_TO DO_:
Copy each line of the data that has "WHITE" in it.

Segment Open

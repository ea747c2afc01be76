// Copyright 2025 the Bracken Authors
// SPDX-License-Identifier: Apache-2.0 OR MIT

//! Styled text: a run of spans with optional per-span colors.

use alloc::string::String;
use alloc::string::ToString;
use peniko::Color;
use smallvec::SmallVec;

use crate::TextLayout;

/// A run of text drawn in a single style.
///
/// `color: None` means "use the drawing widget's default color"; widgets
/// pick the concrete default (labels use [`palette::TEXT`], buttons use
/// [`palette::WHITE`]).
///
/// [`palette::TEXT`]: crate::palette::TEXT
/// [`palette::WHITE`]: crate::palette::WHITE
#[derive(Clone, Debug, PartialEq)]
pub struct Span {
    /// The span's text content.
    pub content: String,
    /// Optional color override for this span.
    pub color: Option<Color>,
}

impl Span {
    /// Creates an uncolored span.
    #[must_use]
    pub fn plain(content: impl Into<String>) -> Self {
        Self {
            content: content.into(),
            color: None,
        }
    }

    /// Creates a colored span.
    #[must_use]
    pub fn colored(content: impl Into<String>, color: Color) -> Self {
        Self {
            content: content.into(),
            color: Some(color),
        }
    }
}

/// Styled display text: an ordered sequence of [`Span`]s.
///
/// Most text is a single uncolored span; the inline capacity avoids a heap
/// allocation for that case. Multi-span text exists so a widget can color
/// part of its message (a boolean option colors only the value suffix).
///
/// Wrapping and narration operate on the plain concatenation
/// ([`Text::to_plain`]); only single-line widgets honor span colors.
#[derive(Clone, Debug, Default, PartialEq)]
pub struct Text {
    spans: SmallVec<[Span; 1]>,
}

impl Text {
    /// Creates text from a single uncolored span.
    #[must_use]
    pub fn plain(content: impl Into<String>) -> Self {
        Self::from_span(Span::plain(content))
    }

    /// Creates text from a single colored span.
    #[must_use]
    pub fn colored(content: impl Into<String>, color: Color) -> Self {
        Self::from_span(Span::colored(content, color))
    }

    fn from_span(span: Span) -> Self {
        let mut spans = SmallVec::new();
        spans.push(span);
        Self { spans }
    }

    /// Appends a span, builder style.
    #[must_use]
    pub fn with(mut self, span: Span) -> Self {
        self.push(span);
        self
    }

    /// Appends a span.
    pub fn push(&mut self, span: Span) {
        self.spans.push(span);
    }

    /// Returns the spans in order.
    #[must_use]
    pub fn spans(&self) -> &[Span] {
        &self.spans
    }

    /// Returns `true` if the concatenated content is empty.
    #[must_use]
    pub fn is_empty(&self) -> bool {
        self.spans.iter().all(|s| s.content.is_empty())
    }

    /// Concatenates all spans into an unstyled string.
    #[must_use]
    pub fn to_plain(&self) -> String {
        let mut out = String::new();
        for span in &self.spans {
            out.push_str(&span.content);
        }
        out
    }

    /// Total rendered width of the text as one line.
    #[must_use]
    pub fn width(&self, layout: &dyn TextLayout) -> f64 {
        self.spans
            .iter()
            .map(|s| layout.line_width(&s.content))
            .sum()
    }
}

impl From<&str> for Text {
    fn from(content: &str) -> Self {
        Self::plain(content.to_string())
    }
}

impl From<String> for Text {
    fn from(content: String) -> Self {
        Self::plain(content)
    }
}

Segment Closed

_RESULT OF THIS TASK_:
/// [`palette::WHITE`]).
/// [`palette::WHITE`]: crate::palette::WHITE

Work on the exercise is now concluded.